Recorded data:

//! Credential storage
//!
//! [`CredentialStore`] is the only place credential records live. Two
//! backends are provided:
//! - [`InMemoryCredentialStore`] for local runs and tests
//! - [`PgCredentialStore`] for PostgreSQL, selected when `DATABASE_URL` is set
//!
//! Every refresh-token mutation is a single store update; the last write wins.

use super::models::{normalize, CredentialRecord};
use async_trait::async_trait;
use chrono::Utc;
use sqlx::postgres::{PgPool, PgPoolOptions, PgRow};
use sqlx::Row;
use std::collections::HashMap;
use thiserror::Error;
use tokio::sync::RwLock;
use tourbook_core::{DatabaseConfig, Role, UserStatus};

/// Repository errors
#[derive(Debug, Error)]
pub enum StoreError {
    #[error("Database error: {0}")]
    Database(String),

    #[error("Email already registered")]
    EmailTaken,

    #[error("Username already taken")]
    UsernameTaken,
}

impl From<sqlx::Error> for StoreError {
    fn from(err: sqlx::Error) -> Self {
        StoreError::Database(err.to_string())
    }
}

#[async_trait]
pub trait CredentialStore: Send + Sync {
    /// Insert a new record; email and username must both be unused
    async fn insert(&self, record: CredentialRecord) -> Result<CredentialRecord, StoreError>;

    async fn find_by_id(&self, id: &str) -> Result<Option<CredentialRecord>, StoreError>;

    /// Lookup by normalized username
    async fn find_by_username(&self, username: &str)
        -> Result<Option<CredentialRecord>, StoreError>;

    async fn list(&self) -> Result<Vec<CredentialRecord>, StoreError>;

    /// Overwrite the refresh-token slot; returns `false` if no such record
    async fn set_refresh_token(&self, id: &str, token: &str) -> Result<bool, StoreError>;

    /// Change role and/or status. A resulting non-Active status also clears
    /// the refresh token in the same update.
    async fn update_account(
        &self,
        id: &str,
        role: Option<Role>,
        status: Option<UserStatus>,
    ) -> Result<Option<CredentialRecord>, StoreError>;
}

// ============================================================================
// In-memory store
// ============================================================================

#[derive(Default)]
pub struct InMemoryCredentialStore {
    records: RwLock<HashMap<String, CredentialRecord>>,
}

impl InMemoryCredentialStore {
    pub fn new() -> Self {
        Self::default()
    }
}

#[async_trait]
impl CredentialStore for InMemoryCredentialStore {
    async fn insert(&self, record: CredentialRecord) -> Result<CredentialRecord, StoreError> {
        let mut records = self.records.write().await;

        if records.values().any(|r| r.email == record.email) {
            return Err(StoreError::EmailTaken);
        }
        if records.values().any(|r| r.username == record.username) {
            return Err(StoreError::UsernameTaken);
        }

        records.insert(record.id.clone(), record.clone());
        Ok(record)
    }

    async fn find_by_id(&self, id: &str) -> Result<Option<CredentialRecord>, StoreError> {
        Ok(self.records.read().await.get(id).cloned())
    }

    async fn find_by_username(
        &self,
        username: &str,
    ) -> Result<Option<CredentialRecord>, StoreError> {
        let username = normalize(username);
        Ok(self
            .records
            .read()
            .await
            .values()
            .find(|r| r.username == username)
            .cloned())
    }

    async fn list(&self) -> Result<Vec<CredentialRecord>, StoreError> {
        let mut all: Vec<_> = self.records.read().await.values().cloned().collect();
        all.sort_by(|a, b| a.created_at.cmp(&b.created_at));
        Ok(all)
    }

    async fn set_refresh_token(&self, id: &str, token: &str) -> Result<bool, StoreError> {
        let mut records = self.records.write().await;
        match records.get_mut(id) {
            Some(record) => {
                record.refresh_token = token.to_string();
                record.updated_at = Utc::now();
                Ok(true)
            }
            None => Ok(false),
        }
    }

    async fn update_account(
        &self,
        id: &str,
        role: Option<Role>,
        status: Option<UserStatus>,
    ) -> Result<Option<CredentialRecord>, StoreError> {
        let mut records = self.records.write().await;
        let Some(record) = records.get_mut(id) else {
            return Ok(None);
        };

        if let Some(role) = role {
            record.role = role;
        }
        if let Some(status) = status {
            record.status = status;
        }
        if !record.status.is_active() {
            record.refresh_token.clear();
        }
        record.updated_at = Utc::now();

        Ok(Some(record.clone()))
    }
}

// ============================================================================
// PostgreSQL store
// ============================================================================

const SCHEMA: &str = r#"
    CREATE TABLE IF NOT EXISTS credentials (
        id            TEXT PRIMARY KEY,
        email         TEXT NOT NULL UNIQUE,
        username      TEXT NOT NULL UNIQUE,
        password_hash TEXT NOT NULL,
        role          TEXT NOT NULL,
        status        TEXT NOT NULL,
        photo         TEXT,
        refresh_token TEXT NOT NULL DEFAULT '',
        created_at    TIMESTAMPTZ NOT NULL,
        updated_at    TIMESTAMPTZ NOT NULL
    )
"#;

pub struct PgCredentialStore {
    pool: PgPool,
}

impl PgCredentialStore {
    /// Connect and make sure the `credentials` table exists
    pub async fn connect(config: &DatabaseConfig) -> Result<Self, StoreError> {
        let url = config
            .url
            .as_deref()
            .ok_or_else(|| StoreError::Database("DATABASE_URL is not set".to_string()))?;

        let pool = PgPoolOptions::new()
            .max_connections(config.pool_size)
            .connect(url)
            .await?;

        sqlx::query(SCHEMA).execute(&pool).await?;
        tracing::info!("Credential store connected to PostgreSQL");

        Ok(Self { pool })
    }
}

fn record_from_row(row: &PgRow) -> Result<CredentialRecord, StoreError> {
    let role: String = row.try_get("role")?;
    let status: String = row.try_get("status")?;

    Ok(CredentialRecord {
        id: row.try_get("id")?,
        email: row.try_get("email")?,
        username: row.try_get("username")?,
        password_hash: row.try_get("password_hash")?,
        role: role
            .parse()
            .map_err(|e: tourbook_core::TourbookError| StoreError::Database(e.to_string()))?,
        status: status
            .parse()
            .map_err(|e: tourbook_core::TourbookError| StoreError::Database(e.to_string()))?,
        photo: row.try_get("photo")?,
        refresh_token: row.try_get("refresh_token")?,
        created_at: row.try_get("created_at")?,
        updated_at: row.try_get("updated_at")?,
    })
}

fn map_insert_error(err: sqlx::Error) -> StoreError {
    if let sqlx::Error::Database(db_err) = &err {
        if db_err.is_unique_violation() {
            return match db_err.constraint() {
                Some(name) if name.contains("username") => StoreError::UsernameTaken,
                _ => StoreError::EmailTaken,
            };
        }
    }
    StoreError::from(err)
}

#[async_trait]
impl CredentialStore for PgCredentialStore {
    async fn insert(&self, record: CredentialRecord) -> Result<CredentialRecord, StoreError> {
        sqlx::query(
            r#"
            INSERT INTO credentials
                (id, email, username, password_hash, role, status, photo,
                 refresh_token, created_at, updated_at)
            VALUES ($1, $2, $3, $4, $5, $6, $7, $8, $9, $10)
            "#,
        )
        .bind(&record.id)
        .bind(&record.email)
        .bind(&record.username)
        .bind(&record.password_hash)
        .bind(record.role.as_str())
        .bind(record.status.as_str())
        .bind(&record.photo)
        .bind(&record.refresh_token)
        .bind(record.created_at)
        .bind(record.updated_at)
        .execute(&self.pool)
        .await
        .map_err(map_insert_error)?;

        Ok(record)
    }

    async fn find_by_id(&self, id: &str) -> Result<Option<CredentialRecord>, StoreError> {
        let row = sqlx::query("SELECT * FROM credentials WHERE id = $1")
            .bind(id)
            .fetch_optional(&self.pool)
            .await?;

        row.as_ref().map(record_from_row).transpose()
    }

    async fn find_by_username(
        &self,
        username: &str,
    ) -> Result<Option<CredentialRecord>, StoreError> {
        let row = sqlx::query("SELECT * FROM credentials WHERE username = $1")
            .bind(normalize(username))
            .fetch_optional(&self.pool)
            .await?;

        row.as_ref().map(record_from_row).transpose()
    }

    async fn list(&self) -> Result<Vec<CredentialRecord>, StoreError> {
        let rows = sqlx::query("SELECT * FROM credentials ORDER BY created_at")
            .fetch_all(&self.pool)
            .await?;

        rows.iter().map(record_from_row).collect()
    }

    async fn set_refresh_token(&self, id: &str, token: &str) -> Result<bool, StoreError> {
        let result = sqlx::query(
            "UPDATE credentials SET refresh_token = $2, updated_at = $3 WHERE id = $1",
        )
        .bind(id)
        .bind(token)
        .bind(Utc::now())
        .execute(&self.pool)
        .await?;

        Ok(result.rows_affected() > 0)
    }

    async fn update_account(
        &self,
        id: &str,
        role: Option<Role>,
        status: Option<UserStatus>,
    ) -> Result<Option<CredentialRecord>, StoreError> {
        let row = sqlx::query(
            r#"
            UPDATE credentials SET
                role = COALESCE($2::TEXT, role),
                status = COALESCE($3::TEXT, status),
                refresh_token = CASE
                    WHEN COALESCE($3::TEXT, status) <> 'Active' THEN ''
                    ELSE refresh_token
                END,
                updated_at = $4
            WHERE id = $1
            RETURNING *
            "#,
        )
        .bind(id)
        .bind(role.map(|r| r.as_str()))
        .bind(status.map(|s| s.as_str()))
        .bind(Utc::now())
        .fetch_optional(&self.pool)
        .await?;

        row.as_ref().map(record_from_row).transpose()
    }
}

→ **What to produce**:
Looking at the entries, count the lines where the word "UsernameTaken" appears, and state the count by itself.

→ **Problem solution**:
3